◆ **TRY IT**
Repeat the records. Keep every word and mark exactly as it is.

◆ **INFORMATION SHOWN**
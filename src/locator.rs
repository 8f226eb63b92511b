//! Language resource lookup.
//!
//! Resources are addressed by `/`-separated relative paths such as
//! `lang/en_US.ini`. A locator maps them onto real storage.

use std::collections::BTreeSet;
use std::fmt;
use std::io;
use std::path::{
    Path,
    PathBuf,
};

/// Metadata about a resource.
#[derive(Debug, Clone, Copy, PartialEq, Eq, Default)]
pub struct FileInfo {
    /// Whether the resource exists.
    pub exists: bool,
    /// Whether the resource is a directory.
    pub is_directory: bool,
    /// Size in bytes.
    pub size: u64,
}

/// Resolves resource paths to their contents.
pub trait ResourceLocator: fmt::Debug {
    /// Metadata for `path`, or `None` when the locator cannot see it.
    fn file_info(&self, path: &str) -> Option<FileInfo>;

    /// Reads the whole resource.
    ///
    /// # Errors
    /// - The resource does not exist or cannot be read
    fn read(&self, path: &str) -> io::Result<Vec<u8>>;

    /// File names (not paths) directly inside `dir`, sorted.
    ///
    /// # Errors
    /// - The directory cannot be listed
    fn list(&self, dir: &str) -> io::Result<Vec<String>>;
}

/// Serves resources from a directory on disk.
///
/// Absolute resource paths bypass the root.
#[derive(Debug, Clone)]
pub struct DirectoryLocator {
    /// Directory relative paths are joined onto.
    root: PathBuf,
}

impl DirectoryLocator {
    /// Serves resources below `root`.
    #[must_use]
    pub fn new(root: impl Into<PathBuf>) -> Self {
        Self { root: root.into() }
    }

    /// Directory relative paths are joined onto.
    #[must_use]
    pub fn root(&self) -> &Path {
        &self.root
    }

    /// Filesystem path for a resource path.
    #[must_use]
    pub fn resolve(&self, path: &str) -> PathBuf {
        self.root.join(path)
    }
}

impl ResourceLocator for DirectoryLocator {
    fn file_info(&self, path: &str) -> Option<FileInfo> {
        let metadata = std::fs::metadata(self.resolve(path)).ok()?;
        Some(FileInfo { exists: true, is_directory: metadata.is_dir(), size: metadata.len() })
    }

    fn read(&self, path: &str) -> io::Result<Vec<u8>> {
        std::fs::read(self.resolve(path))
    }

    fn list(&self, dir: &str) -> io::Result<Vec<String>> {
        let mut names = Vec::new();
        for entry in std::fs::read_dir(self.resolve(dir))? {
            let entry = entry?;
            if entry.file_type()?.is_file() {
                names.push(entry.file_name().to_string_lossy().into_owned());
            }
        }
        names.sort();
        Ok(names)
    }
}

/// Layers several locators; earlier layers shadow later ones.
#[derive(Debug, Default)]
pub struct OverlayLocator {
    /// Highest priority first.
    layers: Vec<Box<dyn ResourceLocator>>,
}

impl OverlayLocator {
    /// Creates an overlay without layers; it sees nothing.
    #[must_use]
    pub fn new() -> Self {
        Self::default()
    }

    /// Adds a layer below the existing ones.
    #[must_use]
    pub fn with_layer(mut self, layer: impl ResourceLocator + 'static) -> Self {
        self.layers.push(Box::new(layer));
        self
    }

    /// First layer that has `path`, with its metadata.
    fn find(&self, path: &str) -> Option<(&dyn ResourceLocator, FileInfo)> {
        self.layers.iter().find_map(|layer| {
            layer.file_info(path).filter(|info| info.exists).map(|info| (layer.as_ref(), info))
        })
    }
}

impl ResourceLocator for OverlayLocator {
    fn file_info(&self, path: &str) -> Option<FileInfo> {
        self.find(path).map(|(_, info)| info)
    }

    fn read(&self, path: &str) -> io::Result<Vec<u8>> {
        self.find(path).map_or_else(
            || Err(io::Error::new(io::ErrorKind::NotFound, format!("'{path}' not found"))),
            |(layer, _)| layer.read(path),
        )
    }

    fn list(&self, dir: &str) -> io::Result<Vec<String>> {
        let mut names = BTreeSet::new();
        let mut listed = false;
        for layer in &self.layers {
            match layer.list(dir) {
                Ok(found) => {
                    listed = true;
                    names.extend(found);
                }
                Err(e) => tracing::debug!("Layer cannot list {}: {}", dir, e),
            }
        }
        if !listed {
            return Err(io::Error::new(io::ErrorKind::NotFound, format!("'{dir}' not found")));
        }
        Ok(names.into_iter().collect())
    }
}

#[cfg(test)]
#[allow(clippy::unwrap_used, clippy::indexing_slicing)]
mod tests {
    use std::fs;

    use googletest::prelude::*;
    use rstest::*;
    use tempfile::TempDir;

    use super::*;
    use crate::test_utils::write;

    #[rstest]
    fn directory_file_info() {
        let dir = TempDir::new().unwrap();
        write(&dir, "lang/en_US.ini", "[Main]\n");
        let locator = DirectoryLocator::new(dir.path());

        let info = locator.file_info("lang/en_US.ini").unwrap();

        assert_that!(info.exists, eq(true));
        assert_that!(info.is_directory, eq(false));
        assert_that!(info.size, eq(7));
        assert_that!(locator.file_info("lang").unwrap().is_directory, eq(true));
        assert_that!(locator.file_info("lang/fr_FR.ini"), none());
    }

    #[rstest]
    fn directory_read_and_list() {
        let dir = TempDir::new().unwrap();
        write(&dir, "lang/fr_FR.ini", "b");
        write(&dir, "lang/de_DE.ini", "a");
        fs::create_dir_all(dir.path().join("lang/nested")).unwrap();
        let locator = DirectoryLocator::new(dir.path());

        assert_that!(locator.read("lang/fr_FR.ini").unwrap(), eq(&b"b".to_vec()));
        assert_that!(
            locator.list("lang").unwrap(),
            elements_are![eq("de_DE.ini"), eq("fr_FR.ini")]
        );
        assert_that!(locator.read("lang/missing.ini"), err(anything()));
    }

    /// The first layer that has the file serves it.
    #[rstest]
    fn overlay_prefers_earlier_layers() {
        let user = TempDir::new().unwrap();
        let bundled = TempDir::new().unwrap();
        write(&user, "lang/en_US.ini", "user");
        write(&bundled, "lang/en_US.ini", "bundled");
        write(&bundled, "lang/ja_JP.ini", "bundled-ja");
        let overlay = OverlayLocator::new()
            .with_layer(DirectoryLocator::new(user.path()))
            .with_layer(DirectoryLocator::new(bundled.path()));

        assert_that!(overlay.read("lang/en_US.ini").unwrap(), eq(&b"user".to_vec()));
        assert_that!(overlay.read("lang/ja_JP.ini").unwrap(), eq(&b"bundled-ja".to_vec()));
        assert_that!(
            overlay.list("lang").unwrap(),
            elements_are![eq("en_US.ini"), eq("ja_JP.ini")]
        );
    }

    #[rstest]
    fn overlay_missing_everywhere() {
        let empty = TempDir::new().unwrap();
        let overlay = OverlayLocator::new().with_layer(DirectoryLocator::new(empty.path()));

        assert_that!(overlay.file_info("lang/en_US.ini"), none());
        assert_that!(overlay.read("lang/en_US.ini"), err(anything()));
        assert_that!(overlay.list("lang"), err(anything()));
    }
}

◆ **ANSWER TO THIS EXERCISE**
filename src/locator.rs
repository 8f226eb63b92511b
//! Language resource lookup.
//!
//! Resources are addressed by `/`-separated relative paths such as
//! `lang/en_US.ini`. A locator maps them onto real storage.

use std::collections::BTreeSet;
use std::fmt;
use std::io;
use std::path::{
    Path,
    PathBuf,
};

/// Metadata about a resource.
#[derive(Debug, Clone, Copy, PartialEq, Eq, Default)]
pub struct FileInfo {
    /// Whether the resource exists.
    pub exists: bool,
    /// Whether the resource is a directory.
    pub is_directory: bool,
    /// Size in bytes.
    pub size: u64,
}

/// Resolves resource paths to their contents.
pub trait ResourceLocator: fmt::Debug {
    /// Metadata for `path`, or `None` when the locator cannot see it.
    fn file_info(&self, path: &str) -> Option<FileInfo>;

    /// Reads the whole resource.
    ///
    /// # Errors
    /// - The resource does not exist or cannot be read
    fn read(&self, path: &str) -> io::Result<Vec<u8>>;

    /// File names (not paths) directly inside `dir`, sorted.
    ///
    /// # Errors
    /// - The directory cannot be listed
    fn list(&self, dir: &str) -> io::Result<Vec<String>>;
}

/// Serves resources from a directory on disk.
///
/// Absolute resource paths bypass the root.
#[derive(Debug, Clone)]
pub struct DirectoryLocator {
    /// Directory relative paths are joined onto.
    root: PathBuf,
}

impl DirectoryLocator {
    /// Serves resources below `root`.
    #[must_use]
    pub fn new(root: impl Into<PathBuf>) -> Self {
        Self { root: root.into() }
    }

    /// Directory relative paths are joined onto.
    #[must_use]
    pub fn root(&self) -> &Path {
        &self.root
    }

    /// Filesystem path for a resource path.
    #[must_use]
    pub fn resolve(&self, path: &str) -> PathBuf {
        self.root.join(path)
    }
}

impl ResourceLocator for DirectoryLocator {
    fn file_info(&self, path: &str) -> Option<FileInfo> {
        let metadata = std::fs::metadata(self.resolve(path)).ok()?;
        Some(FileInfo { exists: true, is_directory: metadata.is_dir(), size: metadata.len() })
    }

    fn read(&self, path: &str) -> io::Result<Vec<u8>> {
        std::fs::read(self.resolve(path))
    }

    fn list(&self, dir: &str) -> io::Result<Vec<String>> {
        let mut names = Vec::new();
        for entry in std::fs::read_dir(self.resolve(dir))? {
            let entry = entry?;
            if entry.file_type()?.is_file() {
                names.push(entry.file_name().to_string_lossy().into_owned());
            }
        }
        names.sort();
        Ok(names)
    }
}

/// Layers several locators; earlier layers shadow later ones.
#[derive(Debug, Default)]
pub struct OverlayLocator {
    /// Highest priority first.
    layers: Vec<Box<dyn ResourceLocator>>,
}

impl OverlayLocator {
    /// Creates an overlay without layers; it sees nothing.
    #[must_use]
    pub fn new() -> Self {
        Self::default()
    }

    /// Adds a layer below the existing ones.
    #[must_use]
    pub fn with_layer(mut self, layer: impl ResourceLocator + 'static) -> Self {
        self.layers.push(Box::new(layer));
        self
    }

    /// First layer that has `path`, with its metadata.
    fn find(&self, path: &str) -> Option<(&dyn ResourceLocator, FileInfo)> {
        self.layers.iter().find_map(|layer| {
            layer.file_info(path).filter(|info| info.exists).map(|info| (layer.as_ref(), info))
        })
    }
}

impl ResourceLocator for OverlayLocator {
    fn file_info(&self, path: &str) -> Option<FileInfo> {
        self.find(path).map(|(_, info)| info)
    }

    fn read(&self, path: &str) -> io::Result<Vec<u8>> {
        self.find(path).map_or_else(
            || Err(io::Error::new(io::ErrorKind::NotFound, format!("'{path}' not found"))),
            |(layer, _)| layer.read(path),
        )
    }

    fn list(&self, dir: &str) -> io::Result<Vec<String>> {
        let mut names = BTreeSet::new();
        let mut listed = false;
        for layer in &self.layers {
            match layer.list(dir) {
                Ok(found) => {
                    listed = true;
                    names.extend(found);
                }
                Err(e) => tracing::debug!("Layer cannot list {}: {}", dir, e),
            }
        }
        if !listed {
            return Err(io::Error::new(io::ErrorKind::NotFound, format!("'{dir}' not found")));
        }
        Ok(names.into_iter().collect())
    }
}

#[cfg(test)]
#[allow(clippy::unwrap_used, clippy::indexing_slicing)]
mod tests {
    use std::fs;

    use googletest::prelude::*;
    use rstest::*;
    use tempfile::TempDir;

    use super::*;
    use crate::test_utils::write;

    #[rstest]
    fn directory_file_info() {
        let dir = TempDir::new().unwrap();
        write(&dir, "lang/en_US.ini", "[Main]\n");
        let locator = DirectoryLocator::new(dir.path());

        let info = locator.file_info("lang/en_US.ini").unwrap();

        assert_that!(info.exists, eq(true));
        assert_that!(info.is_directory, eq(false));
        assert_that!(info.size, eq(7));
        assert_that!(locator.file_info("lang").unwrap().is_directory, eq(true));
        assert_that!(locator.file_info("lang/fr_FR.ini"), none());
    }

    #[rstest]
    fn directory_read_and_list() {
        let dir = TempDir::new().unwrap();
        write(&dir, "lang/fr_FR.ini", "b");
        write(&dir, "lang/de_DE.ini", "a");
        fs::create_dir_all(dir.path().join("lang/nested")).unwrap();
        let locator = DirectoryLocator::new(dir.path());

        assert_that!(locator.read("lang/fr_FR.ini").unwrap(), eq(&b"b".to_vec()));
        assert_that!(
            locator.list("lang").unwrap(),
            elements_are![eq("de_DE.ini"), eq("fr_FR.ini")]
        );
        assert_that!(locator.read("lang/missing.ini"), err(anything()));
    }

    /// The first layer that has the file serves it.
    #[rstest]
    fn overlay_prefers_earlier_layers() {
        let user = TempDir::new().unwrap();
        let bundled = TempDir::new().unwrap();
        write(&user, "lang/en_US.ini", "user");
        write(&bundled, "lang/en_US.ini", "bundled");
        write(&bundled, "lang/ja_JP.ini", "bundled-ja");
        let overlay = OverlayLocator::new()
            .with_layer(DirectoryLocator::new(user.path()))
            .with_layer(DirectoryLocator::new(bundled.path()));

        assert_that!(overlay.read("lang/en_US.ini").unwrap(), eq(&b"user".to_vec()));
        assert_that!(overlay.read("lang/ja_JP.ini").unwrap(), eq(&b"bundled-ja".to_vec()));
        assert_that!(
            overlay.list("lang").unwrap(),
            elements_are![eq("en_US.ini"), eq("ja_JP.ini")]
        );
    }

    #[rstest]
    fn overlay_missing_everywhere() {
        let empty = TempDir::new().unwrap();
        let overlay = OverlayLocator::new().with_layer(DirectoryLocator::new(empty.path()));

        assert_that!(overlay.file_info("lang/en_US.ini"), none());
        assert_that!(overlay.read("lang/en_US.ini"), err(anything()));
        assert_that!(overlay.list("lang"), err(anything()));
    }
}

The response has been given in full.